RECORD EXCERPTS: Begin
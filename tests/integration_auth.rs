mod common;

use axum::http::StatusCode;
use chrono::{Datelike, Utc};
use common::{
    PASSWORD, create_staff, generate_unique_username, login, profile_json, register_student,
    send, setup_test_app,
};
use registrar_models::identifiers::is_valid_student_id;
use serde_json::{Value, json};
use sqlx::PgPool;
use std::ops::Range;

#[sqlx::test(migrations = "./migrations")]
async fn test_register_creates_account_and_profile(pool: PgPool) {
    let app = setup_test_app(pool.clone());
    let username = generate_unique_username();

    let (status, body) = send(
        &app,
        "POST",
        "/api/auth/register",
        None,
        Some(json!({
            "username": username,
            "email": "ana@example.com",
            "password": PASSWORD,
            "password_confirm": PASSWORD,
            "profile": profile_json("Ana", "Santos"),
        })),
    )
    .await;

    assert_eq!(status, StatusCode::CREATED);
    assert_eq!(body["token_type"], "Bearer");
    assert!(body["access_token"].as_str().is_some());
    assert_eq!(body["user"]["username"], username);
    assert_eq!(body["user"]["role"], "student");
    assert!(body["user"].get("password_hash").is_none());

    let student_id = body["student"]["student_id"].as_str().unwrap();
    assert!(is_valid_student_id(student_id), "bad student id {student_id}");

    let count: i64 = sqlx::query_scalar("SELECT COUNT(*) FROM students")
        .fetch_one(&pool)
        .await
        .unwrap();
    assert_eq!(count, 1);
}

#[sqlx::test(migrations = "./migrations")]
async fn test_register_duplicate_username_conflicts(pool: PgPool) {
    let app = setup_test_app(pool.clone());
    let username = generate_unique_username();
    let payload = json!({
        "username": username,
        "email": "ana@example.com",
        "password": PASSWORD,
        "password_confirm": PASSWORD,
        "profile": profile_json("Ana", "Santos"),
    });

    let (status, _) = send(&app, "POST", "/api/auth/register", None, Some(payload.clone())).await;
    assert_eq!(status, StatusCode::CREATED);

    let (status, body) = send(&app, "POST", "/api/auth/register", None, Some(payload)).await;
    assert_eq!(status, StatusCode::CONFLICT);
    assert!(body["error"].as_str().unwrap().contains("username"));

    // The failed attempt must not leave a second profile behind.
    let count: i64 = sqlx::query_scalar("SELECT COUNT(*) FROM students")
        .fetch_one(&pool)
        .await
        .unwrap();
    assert_eq!(count, 1);
}

#[sqlx::test(migrations = "./migrations")]
async fn test_register_password_mismatch(pool: PgPool) {
    let app = setup_test_app(pool);

    let (status, body) = send(
        &app,
        "POST",
        "/api/auth/register",
        None,
        Some(json!({
            "username": generate_unique_username(),
            "email": "ana@example.com",
            "password": PASSWORD,
            "password_confirm": "something-else",
            "profile": profile_json("Ana", "Santos"),
        })),
    )
    .await;

    assert_eq!(status, StatusCode::UNPROCESSABLE_ENTITY);
    assert!(body["error"].as_str().unwrap().contains("Passwords do not match"));
}

#[sqlx::test(migrations = "./migrations")]
async fn test_register_missing_profile(pool: PgPool) {
    let app = setup_test_app(pool);

    let (status, body) = send(
        &app,
        "POST",
        "/api/auth/register",
        None,
        Some(json!({
            "username": generate_unique_username(),
            "email": "ana@example.com",
            "password": PASSWORD,
            "password_confirm": PASSWORD,
        })),
    )
    .await;

    assert_eq!(status, StatusCode::BAD_REQUEST);
    assert!(body["error"].as_str().unwrap().contains("profile"));
}

#[sqlx::test(migrations = "./migrations")]
async fn test_login_and_me(pool: PgPool) {
    let app = setup_test_app(pool.clone());
    let staff = create_staff(&pool, &app).await;

    let (status, body) = send(&app, "GET", "/api/auth/me", Some(&staff.token), None).await;
    assert_eq!(status, StatusCode::OK);
    assert_eq!(body["user"]["username"], staff.username);
    assert_eq!(body["user"]["role"], "staff");
    assert!(body["student"].is_null());
    let permissions: Vec<&str> = body["permissions"]
        .as_array()
        .unwrap()
        .iter()
        .map(|p| p.as_str().unwrap())
        .collect();
    assert!(permissions.contains(&"enrollments:review"));
}

#[sqlx::test(migrations = "./migrations")]
async fn test_login_invalid_credentials(pool: PgPool) {
    let app = setup_test_app(pool.clone());
    let staff = create_staff(&pool, &app).await;

    let (status, body) = send(
        &app,
        "POST",
        "/api/auth/login",
        None,
        Some(json!({ "username": staff.username, "password": "wrong-password" })),
    )
    .await;
    assert_eq!(status, StatusCode::UNAUTHORIZED);
    assert_eq!(body["error"], "Invalid username or password");

    let (status, _) = send(
        &app,
        "POST",
        "/api/auth/login",
        None,
        Some(json!({ "username": "nobody", "password": PASSWORD })),
    )
    .await;
    assert_eq!(status, StatusCode::UNAUTHORIZED);
}

#[sqlx::test(migrations = "./migrations")]
async fn test_registered_student_can_log_in(pool: PgPool) {
    let app = setup_test_app(pool.clone());
    let student = register_student(&app, "Ana").await;

    let username: String = sqlx::query_scalar("SELECT username FROM users WHERE id = $1::uuid")
        .bind(&student.user_id)
        .fetch_one(&pool)
        .await
        .unwrap();
    let token = login(&app, &username, PASSWORD).await;

    let (status, body) = send(&app, "GET", "/api/auth/me", Some(&token), None).await;
    assert_eq!(status, StatusCode::OK);
    assert_eq!(body["student"]["student_id"], student.student_number);
}

#[sqlx::test(migrations = "./migrations")]
async fn test_me_requires_token(pool: PgPool) {
    let app = setup_test_app(pool);

    let (status, _) = send(&app, "GET", "/api/auth/me", None, None).await;
    assert_eq!(status, StatusCode::UNAUTHORIZED);

    let (status, _) = send(&app, "GET", "/api/auth/me", Some("not-a-jwt"), None).await;
    assert_eq!(status, StatusCode::UNAUTHORIZED);
}

#[sqlx::test(migrations = "./migrations")]
async fn test_logout(pool: PgPool) {
    let app = setup_test_app(pool.clone());
    let student = register_student(&app, "Ana").await;

    let (status, body) = send(&app, "POST", "/api/auth/logout", Some(&student.token), None).await;
    assert_eq!(status, StatusCode::OK);
    assert_eq!(body["message"], "Logged out successfully");
}

/// Gives every suffix in `suffixes` of `year` to a placeholder student.
async fn occupy_student_ids(pool: &PgPool, year: i32, suffixes: Range<i32>) {
    sqlx::query(
        r#"
        WITH filler AS (
            INSERT INTO users (id, username, email, password_hash, role)
            SELECT gen_random_uuid(), 'filler_' || n, 'filler@example.com', 'x', 'student'::user_role
            FROM generate_series($2::int, $3::int - 1) AS n
            RETURNING id, username
        )
        INSERT INTO students (id, user_id, student_id, first_name, last_name, date_of_birth,
            gender, contact_number, email, address, guardian_name, guardian_contact)
        SELECT gen_random_uuid(), id,
            $1::text || '-' || LPAD(SUBSTRING(username FROM 8), 4, '0'),
            'Filler', 'Student', DATE '2004-01-01', 'O'::gender, '09170000000',
            'filler@example.com', 'Somewhere', 'Guardian', '09170000000'
        FROM filler
        "#,
    )
    .bind(year.to_string())
    .bind(suffixes.start)
    .bind(suffixes.end)
    .execute(pool)
    .await
    .unwrap();
}

async fn register(app: &axum::Router, username: &str) -> (StatusCode, Value) {
    send(
        app,
        "POST",
        "/api/auth/register",
        None,
        Some(json!({
            "username": username,
            "email": "ana@example.com",
            "password": PASSWORD,
            "password_confirm": PASSWORD,
            "profile": profile_json("Ana", "Santos"),
        })),
    )
    .await
}

#[sqlx::test(migrations = "./migrations")]
async fn test_register_fails_when_student_ids_run_out(pool: PgPool) {
    let app = setup_test_app(pool.clone());
    occupy_student_ids(&pool, Utc::now().year(), 0..10_000).await;
    let username = generate_unique_username();

    let (status, body) = register(&app, &username).await;
    assert_eq!(status, StatusCode::SERVICE_UNAVAILABLE, "{body}");
    assert_eq!(
        body["error"],
        "Could not assign a unique student ID after 25 attempts. Please try again later."
    );

    // The account is rolled back with the profile.
    let users: i64 = sqlx::query_scalar("SELECT COUNT(*) FROM users WHERE username = $1")
        .bind(&username)
        .fetch_one(&pool)
        .await
        .unwrap();
    assert_eq!(users, 0);

    let students: i64 = sqlx::query_scalar("SELECT COUNT(*) FROM students")
        .fetch_one(&pool)
        .await
        .unwrap();
    assert_eq!(students, 10_000);
}

#[sqlx::test(migrations = "./migrations")]
async fn test_register_retries_past_taken_student_ids(pool: PgPool) {
    let app = setup_test_app(pool.clone());
    let year = Utc::now().year();
    occupy_student_ids(&pool, year, 0..5_000).await;

    let (status, body) = register(&app, &generate_unique_username()).await;
    assert_eq!(status, StatusCode::CREATED, "{body}");

    let student_id = body["student"]["student_id"].as_str().unwrap();
    let (prefix, suffix) = student_id.split_once('-').unwrap();
    assert_eq!(prefix, year.to_string());
    assert!(suffix.parse::<u32>().unwrap() >= 5_000, "reused {student_id}");
}
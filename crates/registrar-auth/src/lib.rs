//! # Registrar Auth
//!
//! Access-token claims and the functions that sign and verify them.
//!
//! Tokens carry the user's role name and the permission strings that role
//! expands to, so request handlers authorize without a database round trip.
//!
//! ```ignore
//! use registrar_auth::{create_access_token, verify_token};
//! use registrar_config::JwtConfig;
//!
//! let config = JwtConfig::from_env();
//! let token = create_access_token(user_id, "jdoe", "student", permissions, &config)?;
//! let claims = verify_token(&token, &config)?;
//! ```

pub mod claims;
pub mod jwt;

pub use claims::Claims;
pub use jwt::{create_access_token, verify_token};
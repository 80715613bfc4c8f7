//! Password hashing with bcrypt.

use bcrypt::{DEFAULT_COST, hash, verify};

use crate::errors::AppError;

pub fn hash_password(password: &str) -> Result<String, AppError> {
    hash(password, DEFAULT_COST)
        .map_err(|e| AppError::internal_error(format!("Failed to hash password: {}", e)))
}

pub fn verify_password(password: &str, hash: &str) -> Result<bool, AppError> {
    verify(password, hash)
        .map_err(|e| AppError::internal_error(format!("Failed to verify password: {}", e)))
}

#[cfg(test)]
mod tests {
    use super::*;

    #[test]
    fn test_hash_and_verify() {
        let hashed = hash_password("correct horse").unwrap();
        assert_ne!(hashed, "correct horse");
        assert!(verify_password("correct horse", &hashed).unwrap());
        assert!(!verify_password("wrong horse", &hashed).unwrap());
    }

    #[test]
    fn test_verify_against_garbage_hash_errors() {
        assert!(verify_password("anything", "not-a-bcrypt-hash").is_err());
    }
}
RECORD EXCERPTS: End
▶ **WHAT TO WORK ON**
Word for word, please print every line from the beginning of the records to the line bearing "use registrar_models::identifiers::is_valid_student_id;", counting both ends and stopping there.

▶ **EXERCISE OUTPUT**
filename tests/integration_auth.rs
mod common;

use axum::http::StatusCode;
use chrono::{Datelike, Utc};
use common::{
    PASSWORD, create_staff, generate_unique_username, login, profile_json, register_student,
    send, setup_test_app,
};
use registrar_models::identifiers::is_valid_student_id;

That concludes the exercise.